A woman carrying an umbrella attempts to enter a building through a neon-lit side entrance.

Bad Friends: A Review

The cover of Ancco's Bad Friends, which shows three teenage girls sitting in a circle.

Han Kang, Min Jin Lee, and Crystal Hana Kim have given us their own unique glimpses into the Korean peninsula’s history and present, but few novels of South Korea have gone to so dark a place as Ancco‘s semi-autobiographical work, Bad Friends. This brief, striking vision of South Korea’s early Sixth Republic presents a side of the country rarely seen in the West, one driven by alcohol, drugs, and prostitution.

K-pop fans, beware. Bad Friends will shatter your illusions of a bubbly, happy South Korea.
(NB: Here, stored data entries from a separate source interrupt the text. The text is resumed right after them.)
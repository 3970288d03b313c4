//! Ansible inventory derived from Terraform outputs.
//!
//! Grouping contract: one `primary` group holding `primary-db`, one `replica`
//! group holding `replica-db1 … replica-dbN` numbered by position in the
//! `replica_db_public_ips` output. The playbook conditions tasks on these
//! group names.

use crate::config::SshConfig;
use crate::descriptor::{PRIMARY_OUTPUT, REPLICA_OUTPUT};
use crate::error::{ProvisionError, Result};
use serde::{Deserialize, Serialize};
use std::collections::BTreeMap;
use std::path::{Path, PathBuf};

pub const PRIMARY_GROUP: &str = "primary";
pub const REPLICA_GROUP: &str = "replica";
pub const PRIMARY_HOSTNAME: &str = "primary-db";
pub const APPLY_ID_VAR: &str = "pgcluster_apply_id";

#[derive(Debug, Clone, Copy, PartialEq, Eq, Serialize, Deserialize)]
#[serde(rename_all = "snake_case")]
pub enum HostGroup {
    Primary,
    Replica,
}

impl HostGroup {
    pub fn as_str(self) -> &'static str {
        match self {
            HostGroup::Primary => PRIMARY_GROUP,
            HostGroup::Replica => REPLICA_GROUP,
        }
    }
}

#[derive(Debug, Clone, PartialEq, Eq, Serialize, Deserialize)]
pub struct HostEntry {
    pub group: HostGroup,
    pub hostname: String,
    pub address: String,
    pub ssh_user: String,
    pub key_path: PathBuf,
}

#[derive(Debug, Clone, PartialEq, Eq, Serialize, Deserialize)]
pub struct Inventory {
    pub apply_id: String,
    pub primary: HostEntry,
    pub replicas: Vec<HostEntry>,
}

pub fn replica_hostname(position: usize) -> String {
    format!("replica-db{}", position + 1)
}

impl Inventory {
    /// Build from `terraform output -json`. `expected_replicas` is the
    /// count requested for the run; a mismatch is an error rather than a
    /// silently short replica group.
    pub fn from_outputs(
        outputs: &serde_json::Value,
        expected_replicas: u32,
        ssh: &SshConfig,
        apply_id: &str,
    ) -> Result<Self> {
        let primary_addr = output_value(outputs, PRIMARY_OUTPUT)?
            .as_str()
            .ok_or_else(|| {
                ProvisionError::InventoryDerivation(format!("output '{PRIMARY_OUTPUT}' is not a string"))
            })?;
        let primary_addr = checked_address(PRIMARY_OUTPUT, primary_addr)?;

        let replica_addrs = output_value(outputs, REPLICA_OUTPUT)?
            .as_array()
            .ok_or_else(|| {
                ProvisionError::InventoryDerivation(format!("output '{REPLICA_OUTPUT}' is not a list"))
            })?
            .iter()
            .map(|v| {
                v.as_str()
                    .ok_or_else(|| {
                        ProvisionError::InventoryDerivation(format!(
                            "output '{REPLICA_OUTPUT}' contains a non-string entry: {v}"
                        ))
                    })
                    .and_then(|s| checked_address(REPLICA_OUTPUT, s))
            })
            .collect::<Result<Vec<_>>>()?;

        if replica_addrs.len() != expected_replicas as usize {
            return Err(ProvisionError::InventoryDerivation(format!(
                "expected {expected_replicas} replica addresses, terraform reported {}",
                replica_addrs.len()
            )));
        }

        let entry = |group, hostname: String, address: String| HostEntry {
            group,
            hostname,
            address,
            ssh_user: ssh.user.clone(),
            key_path: ssh.private_key_path.clone(),
        };

        Ok(Self {
            apply_id: apply_id.to_string(),
            primary: entry(HostGroup::Primary, PRIMARY_HOSTNAME.to_string(), primary_addr),
            replicas: replica_addrs
                .into_iter()
                .enumerate()
                .map(|(i, addr)| entry(HostGroup::Replica, replica_hostname(i), addr))
                .collect(),
        })
    }

    pub fn hosts(&self) -> impl Iterator<Item = &HostEntry> {
        std::iter::once(&self.primary).chain(self.replicas.iter())
    }

    /// Render as an Ansible YAML inventory.
    pub fn to_yaml(&self) -> Result<String> {
        let group = |entries: &[&HostEntry]| AnsibleGroup {
            hosts: entries
                .iter()
                .map(|e| {
                    (
                        e.hostname.clone(),
                        AnsibleHost {
                            ansible_host: e.address.clone(),
                            ansible_user: e.ssh_user.clone(),
                            ansible_ssh_private_key_file: e.key_path.clone(),
                        },
                    )
                })
                .collect(),
        };
        let replicas: Vec<&HostEntry> = self.replicas.iter().collect();

        let doc = AnsibleInventory {
            all: AnsibleAll {
                vars: BTreeMap::from([(APPLY_ID_VAR.to_string(), self.apply_id.clone())]),
                children: BTreeMap::from([
                    (PRIMARY_GROUP.to_string(), group(&[&self.primary])),
                    (REPLICA_GROUP.to_string(), group(&replicas)),
                ]),
            },
        };
        Ok(serde_yaml::to_string(&doc)?)
    }

    pub fn write(&self, path: &Path) -> Result<()> {
        crate::io::atomic_write(path, self.to_yaml()?.as_bytes())?;
        tracing::info!(
            path = %path.display(),
            replicas = self.replicas.len(),
            "inventory written"
        );
        Ok(())
    }

    /// Apply id stamped into an inventory file, `None` if the file is absent.
    pub fn read_apply_id(path: &Path) -> Result<Option<String>> {
        if !path.exists() {
            return Ok(None);
        }
        let data = std::fs::read_to_string(path)?;
        let doc: AnsibleInventory = serde_yaml::from_str(&data)?;
        Ok(doc.all.vars.get(APPLY_ID_VAR).cloned())
    }
}

fn output_value<'v>(outputs: &'v serde_json::Value, key: &str) -> Result<&'v serde_json::Value> {
    match outputs.get(key).and_then(|o| o.get("value")) {
        Some(v) if !v.is_null() => Ok(v),
        _ => Err(ProvisionError::InventoryDerivation(format!(
            "terraform output '{key}' is missing; has apply completed?"
        ))),
    }
}

fn checked_address(key: &str, addr: &str) -> Result<String> {
    let addr = addr.trim();
    if addr.is_empty() || addr.chars().any(char::is_whitespace) {
        return Err(ProvisionError::InventoryDerivation(format!(
            "terraform output '{key}' holds an empty or malformed address"
        )));
    }
    Ok(addr.to_string())
}

// ---------------------------------------------------------------------------
// Ansible YAML inventory shape
// ---------------------------------------------------------------------------

#[derive(Serialize, Deserialize)]
struct AnsibleInventory {
    all: AnsibleAll,
}

#[derive(Serialize, Deserialize)]
struct AnsibleAll {
    #[serde(default)]
    vars: BTreeMap<String, String>,
    #[serde(default)]
    children: BTreeMap<String, AnsibleGroup>,
}

#[derive(Serialize, Deserialize)]
struct AnsibleGroup {
    #[serde(default)]
    hosts: BTreeMap<String, AnsibleHost>,
}

#[derive(Serialize, Deserialize)]
struct AnsibleHost {
    ansible_host: String,
    ansible_user: String,
    ansible_ssh_private_key_file: PathBuf,
}

// ---------------------------------------------------------------------------
// Tests
// ---------------------------------------------------------------------------
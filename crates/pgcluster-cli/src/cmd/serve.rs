use pgcluster_core::config::Config;

pub fn run(config: Config, port: u16) -> anyhow::Result<()> {
    for w in config.validate() {
        tracing::warn!(level = ?w.level, "{}", w.message);
    }
    super::block_on(pgcluster_server::serve(config, port))?
}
Ancco’s depiction of her badly behaved, teenage heroines, Pearl and Jeong-ae, is as much a reflection on their society as on the girls themselves. Coming from abusive homes headed by incompetent and cruel adults, and spending their days in schools run by the same, the titular friends live in a society very much marked by its military dictatorship past. Previous Korean Republics haunt the margins of Bad Friends, and are to blame, at least in part, for how completely the adults in Pearl and Jeong-ae’s lives fail them.

Ultimately, no one among Bad Friends‘ cast emerges blameless. The girls who plan to run away in one instant abandon one another in the next. Parents remain abusive and distant. School officials feel justified in their beratement of students. Somewhere in the midst of all this constant disappointment in our fellow man, however, Ancco has managed to tell a compelling, universal story of doing the best you can and still failing to be good enough.

My rating: 5 of 5 stars

I received a copy of this book from the publisher in exchange for this review.